I’m not saying the wall is a good idea. Nor am I suggesting opposition to it is a bad thing. If you’re against it, you should oppose it by any legitimate means possible.

The point I’m making has nothing to do with the wall and everything to do with the seductive power of laws and processes that were intended to promote thoughtful stewardship of land and resources, but have instead become tools that allow anyone with a grievance – real or imagined – to block infrastructure development.

Around the same time that Newsom was making his stand, governor Jerry Brown called out for regulatory reform, to solve California’s housing shortage…
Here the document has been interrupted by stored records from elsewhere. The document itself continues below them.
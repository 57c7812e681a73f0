//! Wire types for the discussion backend.
//!
//! Snapshots are decoded once on ingress into these typed structures; any
//! payload that does not fit is rejected as [`ViewerError::Malformed`] rather
//! than being checked field by field later.

use std::collections::BTreeMap;

use serde::{Deserialize, Serialize};

use crate::error::{Result, ViewerError};

/// Name the backend gives the presiding judge in the participant roster.
pub const JUDGE_NAME: &str = "재판관";

// ---------------------------------------------------------------------------
// Lifecycle status
// ---------------------------------------------------------------------------

/// Server-reported lifecycle status of a discussion.
///
/// Only `WaitingForVote`, `Completed` and `Failed` are terminal for a poll
/// session; every other status means the backend is still working.
#[derive(Debug, Clone, Copy, PartialEq, Eq, Hash, Serialize, Deserialize)]
#[serde(rename_all = "snake_case")]
pub enum DiscussionStatus {
    Orchestrating,
    Ready,
    #[serde(alias = "turn_inprogress", alias = "in_progress", alias = "processing")]
    Running,
    TurnComplete,
    ReportGenerating,
    WaitingForVote,
    Completed,
    Failed,
}

impl DiscussionStatus {
    pub fn is_terminal(self) -> bool {
        matches!(
            self,
            DiscussionStatus::WaitingForVote | DiscussionStatus::Completed | DiscussionStatus::Failed
        )
    }
}

impl std::fmt::Display for DiscussionStatus {
    fn fmt(&self, f: &mut std::fmt::Formatter<'_>) -> std::fmt::Result {
        let s = match self {
            DiscussionStatus::Orchestrating    => "orchestrating",
            DiscussionStatus::Ready            => "ready",
            DiscussionStatus::Running          => "running",
            DiscussionStatus::TurnComplete     => "turn_complete",
            DiscussionStatus::ReportGenerating => "report_generating",
            DiscussionStatus::WaitingForVote   => "waiting_for_vote",
            DiscussionStatus::Completed        => "completed",
            DiscussionStatus::Failed           => "failed",
        };
        write!(f, "{s}")
    }
}

// ---------------------------------------------------------------------------
// Transcript and roster
// ---------------------------------------------------------------------------

/// One transcript entry. Its position in the transcript is its identity.
#[derive(Debug, Clone, PartialEq, Serialize, Deserialize)]
pub struct Turn {
    pub agent_name: String,
    pub message: String,
    #[serde(default, skip_serializing_if = "Option::is_none")]
    pub timestamp: Option<String>,
}

impl Turn {
    pub fn new(agent_name: impl Into<String>, message: impl Into<String>) -> Self {
        Self {
            agent_name: agent_name.into(),
            message: message.into(),
            timestamp: None,
        }
    }
}

#[derive(Debug, Clone, PartialEq, Serialize, Deserialize)]
pub struct Participant {
    pub name: String,
    #[serde(default, skip_serializing_if = "Option::is_none")]
    pub icon: Option<String>,
    /// Model identifier, e.g. `gemini-2.5-pro`.
    #[serde(default)]
    pub model: String,
}

// ---------------------------------------------------------------------------
// Per-round analytics
// ---------------------------------------------------------------------------

#[derive(Debug, Clone, PartialEq, Serialize, Deserialize)]
pub struct CriticalUtterance {
    pub agent_name: String,
    pub message: String,
}

#[derive(Debug, Clone, PartialEq, Serialize, Deserialize)]
pub struct StanceChange {
    pub agent_name: String,
    pub change: String,
    #[serde(default)]
    pub icon: String,
}

#[derive(Debug, Clone, Default, PartialEq, Serialize, Deserialize)]
pub struct RoundSummary {
    #[serde(default)]
    pub critical_utterance: Option<CriticalUtterance>,
    #[serde(default)]
    pub stance_changes: Option<Vec<StanceChange>>,
}

#[derive(Debug, Clone, Copy, PartialEq, Eq, Serialize, Deserialize)]
#[serde(rename_all = "snake_case")]
pub enum InteractionKind {
    Agreement,
    Disagreement,
    #[serde(other)]
    Other,
}

/// A directed "who responded to whom" edge from the interaction analysis.
#[derive(Debug, Clone, PartialEq, Serialize, Deserialize)]
pub struct Interaction {
    pub from: String,
    pub to: String,
    #[serde(rename = "type")]
    pub kind: InteractionKind,
}

#[derive(Debug, Clone, Default, PartialEq, Serialize, Deserialize)]
pub struct FlowData {
    #[serde(default)]
    pub interactions: Vec<Interaction>,
}

/// Vote proposed by the backend for the next round.
#[derive(Debug, Clone, PartialEq, Serialize, Deserialize)]
pub struct VoteProposal {
    pub topic: String,
    #[serde(default)]
    pub options: Vec<String>,
}

// ---------------------------------------------------------------------------
// Evidence briefing
// ---------------------------------------------------------------------------

#[derive(Debug, Clone, PartialEq, Serialize, Deserialize)]
pub struct EvidenceItem {
    pub source: String,
    #[serde(default)]
    pub publication_date: String,
    pub summary: String,
}

impl EvidenceItem {
    pub fn is_link(&self) -> bool {
        self.source.starts_with("http://") || self.source.starts_with("https://")
    }
}

#[derive(Debug, Clone, Default, PartialEq, Serialize, Deserialize)]
pub struct EvidenceBriefing {
    #[serde(default)]
    pub web_evidence: Vec<EvidenceItem>,
    #[serde(default)]
    pub file_evidence: Vec<EvidenceItem>,
}

// ---------------------------------------------------------------------------
// Discussion snapshot
// ---------------------------------------------------------------------------

/// Full server-reported state of one discussion at a point in time.
///
/// Never patched in place: each fetch produces a new snapshot that
/// supersedes the previous one wholesale.
#[derive(Debug, Clone, PartialEq, Serialize, Deserialize)]
pub struct DiscussionSnapshot {
    pub discussion_id: String,
    pub status: DiscussionStatus,
    #[serde(default, skip_serializing_if = "Option::is_none")]
    pub topic: Option<String>,
    #[serde(default)]
    pub transcript: Vec<Turn>,
    #[serde(default)]
    pub participants: Vec<Participant>,
    #[serde(default, skip_serializing_if = "Option::is_none")]
    pub round_summary: Option<RoundSummary>,
    #[serde(default, skip_serializing_if = "Option::is_none")]
    pub flow_data: Option<FlowData>,
    #[serde(default, skip_serializing_if = "Option::is_none")]
    pub current_vote: Option<VoteProposal>,
    #[serde(default, skip_serializing_if = "Option::is_none")]
    pub evidence_briefing: Option<EvidenceBriefing>,
    #[serde(default, skip_serializing_if = "Option::is_none")]
    pub report_html: Option<String>,
    #[serde(default, skip_serializing_if = "Option::is_none")]
    pub pdf_url: Option<String>,
}

impl DiscussionSnapshot {
    /// Decode and validate a snapshot body.
    pub fn from_slice(bytes: &[u8]) -> Result<Self> {
        let snapshot: DiscussionSnapshot = serde_json::from_slice(bytes)?;
        if snapshot.discussion_id.trim().is_empty() {
            return Err(ViewerError::malformed("empty discussion_id"));
        }
        Ok(snapshot)
    }

    /// Minimal snapshot, mostly useful when building fixtures.
    pub fn new(discussion_id: impl Into<String>, status: DiscussionStatus) -> Self {
        Self {
            discussion_id: discussion_id.into(),
            status,
            topic: None,
            transcript: Vec::new(),
            participants: Vec::new(),
            round_summary: None,
            flow_data: None,
            current_vote: None,
            evidence_briefing: None,
            report_html: None,
            pdf_url: None,
        }
    }

    pub fn participant(&self, name: &str) -> Option<&Participant> {
        self.participants.iter().find(|p| p.name == name)
    }

    /// Split the roster into the judge and the jury.
    pub fn team(&self) -> DebateTeam {
        DebateTeam {
            discussion_id: self.discussion_id.clone(),
            judge: self.participant(JUDGE_NAME).cloned(),
            jury: self
                .participants
                .iter()
                .filter(|p| p.name != JUDGE_NAME)
                .cloned()
                .collect(),
        }
    }
}

/// The panel of agents assembled by orchestration.
#[derive(Debug, Clone, PartialEq)]
pub struct DebateTeam {
    pub discussion_id: String,
    pub judge: Option<Participant>,
    pub jury: Vec<Participant>,
}

// ---------------------------------------------------------------------------
// Request / response bodies for the session endpoints
// ---------------------------------------------------------------------------

/// Orchestration progress reported while the backend assembles the team.
#[derive(Debug, Clone, PartialEq, Serialize, Deserialize)]
pub struct ProgressUpdate {
    pub progress: u32,
    #[serde(default)]
    pub stage: Option<String>,
    #[serde(default)]
    pub message: String,
}

#[derive(Debug, Clone, Deserialize)]
pub struct TokenResponse {
    pub access_token: String,
    #[serde(default)]
    pub token_type: String,
}

#[derive(Debug, Clone, Deserialize)]
pub struct CreatedDiscussion {
    pub discussion_id: String,
}

/// Body of `POST /discussions/{id}/turns`.
#[derive(Debug, Clone, Default, PartialEq, Serialize)]
pub struct TurnRequest {
    pub user_vote: Option<String>,
    #[serde(skip_serializing_if = "Option::is_none")]
    pub model_overrides: Option<BTreeMap<String, String>>,
}
//! Logos-based lexer for RTF
//!
//! Turns RTF source into a flat stream of [`Token`]s. Line breaks outside
//! control words are insignificant and skipped.

use super::token::{Token, TokenKind};
use crate::error::{RtfError, RtfResult};
use logos::Logos;
use text_size::TextSize;

/// Lexer wrapping the logos-generated tokenizer
pub struct Lexer<'a> {
    inner: logos::Lexer<'a, LogosToken>,
}

impl<'a> Lexer<'a> {
    pub fn new(input: &'a str) -> Self {
        Self {
            inner: LogosToken::lexer(input),
        }
    }
}

impl Iterator for Lexer<'_> {
    type Item = RtfResult<Token>;

    fn next(&mut self) -> Option<Self::Item> {
        let logos_token = self.inner.next()?;
        let text = self.inner.slice();
        let offset = TextSize::new(self.inner.span().start as u32);

        let token = match logos_token {
            Ok(t) => to_token(t, text, offset),
            Err(()) => Err(RtfError::lex(offset, describe_error(text))),
        };

        Some(token.map(|t| t.at(offset)))
    }
}

/// Tokenize an entire string, stopping at the first error.
pub fn tokenize(input: &str) -> RtfResult<Vec<Token>> {
    Lexer::new(input).collect()
}

/// Logos token enum - payloads are recovered from the slice in [`to_token`]
#[derive(Logos, Debug, Clone, Copy, PartialEq, Eq)]
#[logos(skip r"[\r\n]+")]
enum LogosToken {
    #[token("{")]
    GroupStart,

    #[token("}")]
    GroupEnd,

    // The single trailing space is the keyword delimiter and is not content.
    #[regex(r"\\[a-zA-Z]+(-?[0-9]+)? ?")]
    Keyword,

    #[regex(r"\\'[0-9a-fA-F][0-9a-fA-F]")]
    HexControl,

    #[regex(r"\\\r?\n")]
    EscapedNewline,

    #[regex(r"\\[^a-zA-Z'\r\n]")]
    Control,

    #[regex(r"[^\\{}\r\n]+")]
    Text,
}

fn to_token(token: LogosToken, text: &str, offset: TextSize) -> RtfResult<Token> {
    match token {
        LogosToken::GroupStart => Ok(Token::group_start()),
        LogosToken::GroupEnd => Ok(Token::group_end()),
        LogosToken::Keyword => {
            let body = text[1..].strip_suffix(' ').unwrap_or(&text[1..]);
            let split = body
                .find(|c: char| c == '-' || c.is_ascii_digit())
                .unwrap_or(body.len());
            let (name, digits) = body.split_at(split);
            if digits.is_empty() {
                return Ok(Token::keyword(name, None));
            }
            let parameter = digits.parse::<i32>().map_err(|_| {
                RtfError::lex(offset, format!("parameter {digits} of \\{name} is out of range"))
            })?;
            Ok(Token::keyword(name, Some(parameter)))
        }
        LogosToken::HexControl => {
            let byte = u8::from_str_radix(&text[2..4], 16)
                .map_err(|_| RtfError::lex(offset, format!("invalid hex escape {text}")))?;
            Ok(Token::control("'", Some(i32::from(byte))))
        }
        // A backslash before a line break is an alias for \par.
        LogosToken::EscapedNewline => Ok(Token::keyword("par", None)),
        LogosToken::Control => Ok(Token::new(TokenKind::Control, &text[1..], false, 0)),
        LogosToken::Text => Ok(Token::text(text)),
    }
}

fn describe_error(text: &str) -> String {
    if text.starts_with("\\'") {
        "expected two hex digits after \\'".to_string()
    } else if text == "\\" {
        "dangling backslash".to_string()
    } else {
        format!("unexpected input {text:?}")
    }
}
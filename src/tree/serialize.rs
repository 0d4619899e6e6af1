//! Rendering a subtree back to RTF text.

use super::kind::NodeKind;
use super::node::RtfNode;
use crate::encoding::{default_encoding, escape_into, push_hex};
use crate::error::{RtfError, RtfResult};
use encoding_rs::Encoding;

impl RtfNode {
    /// Render this node and its subtree using the owning tree's encoding.
    ///
    /// A node that was never attached to a tree renders with
    /// [`default_encoding`].
    pub fn to_rtf(&self) -> RtfResult<String> {
        let encoding = self
            .tree()
            .map(|tree| tree.encoding())
            .unwrap_or_else(default_encoding);
        self.to_rtf_with(encoding)
    }

    /// Render this node and its subtree using `encoding` for `\'xx` escapes.
    pub fn to_rtf_with(&self, encoding: &'static Encoding) -> RtfResult<String> {
        let mut out = String::new();
        write_node(&mut out, self, None, encoding)?;
        Ok(out)
    }
}

fn write_node(
    out: &mut String,
    node: &RtfNode,
    previous: Option<&RtfNode>,
    encoding: &'static Encoding,
) -> RtfResult<()> {
    let kind = node.kind();
    match kind {
        NodeKind::Root => {}
        NodeKind::Group => out.push('{'),
        NodeKind::Keyword => {
            out.push('\\');
            escape_into(out, &node.key(), encoding)?;
            if let Some(parameter) = node.param() {
                out.push_str(&parameter.to_string());
            }
        }
        NodeKind::Control => {
            out.push('\\');
            escape_into(out, &node.key(), encoding)?;
            if let Some(parameter) = node.param() {
                if node.key_is("'") {
                    let byte = u8::try_from(parameter)
                        .map_err(|_| RtfError::InvalidByte { value: parameter })?;
                    push_hex(out, byte);
                }
            }
        }
        NodeKind::Text => {
            // Text right after a keyword needs the delimiter space back.
            if previous.is_some_and(|prev| prev.kind() != NodeKind::Control) {
                out.push(' ');
            }
            escape_into(out, &node.key(), encoding)?;
        }
    }

    let children = node.children();
    let mut previous = None;
    for child in children.iter() {
        write_node(out, child, previous, encoding)?;
        previous = Some(child);
    }

    if kind == NodeKind::Group {
        out.push('}');
    }
    Ok(())
}

#[cfg(test)]
mod tests {
    use super::*;

    #[test]
    fn test_empty_group() {
        assert_eq!(RtfNode::group().to_rtf().unwrap(), "{}");
    }

    #[test]
    fn test_keyword_parameter() {
        assert_eq!(RtfNode::keyword("li", Some(-720)).to_rtf().unwrap(), r"\li-720");
        assert_eq!(RtfNode::keyword("b", None).to_rtf().unwrap(), r"\b");
    }

    #[test]
    fn test_hex_control() {
        assert_eq!(RtfNode::control("'", Some(0x0a)).to_rtf().unwrap(), r"\'0a");
        // Only the apostrophe control renders its parameter.
        assert_eq!(RtfNode::control("~", Some(3)).to_rtf().unwrap(), r"\~");
    }

    #[test]
    fn test_hex_control_rejects_non_byte() {
        for value in [256, 300, -1] {
            assert_eq!(
                RtfNode::control("'", Some(value)).to_rtf().unwrap_err(),
                RtfError::InvalidByte { value }
            );
        }
        assert_eq!(RtfNode::control("'", Some(255)).to_rtf().unwrap(), r"\'ff");
    }

    #[test]
    fn test_text_spacing() {
        let group = RtfNode::group();
        group.append_child(RtfNode::text("lead"));
        group.append_child(RtfNode::keyword("b", None));
        group.append_child(RtfNode::text("bold"));
        group.append_child(RtfNode::control("'", Some(0xe9)));
        group.append_child(RtfNode::text("tail"));
        assert_eq!(group.to_rtf().unwrap(), r"{lead\b bold\'e9tail}");
    }

    #[test]
    fn test_explicit_encoding() {
        let text = RtfNode::text("é");
        assert_eq!(text.to_rtf_with(encoding_rs::UTF_8).unwrap(), r"\'c3\'a9");
    }
}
What we can do is cut the red tape, cut the delays, cut whatever expenses we can afford to do without to make housing more affordable and therefore increase the stock and therefore hopefully bring down the costs.

You want affordable housing, efficient transportation and fast broadband? Then someone has to grab a shovel and dig. But if the cost of a project is doubled or tripled, or if it is hopelessly tangled in endless challenges, then ground will never be broken.

Newsom’s defiance is no threat to Trump’s wall. Federal preemption is a simple fix that can be baked into any authorising bill. But Newsom’s example legitimises self centered nimbys and rent seekers, and impedes reform of well meaning laws that they have warped into weapons of woe.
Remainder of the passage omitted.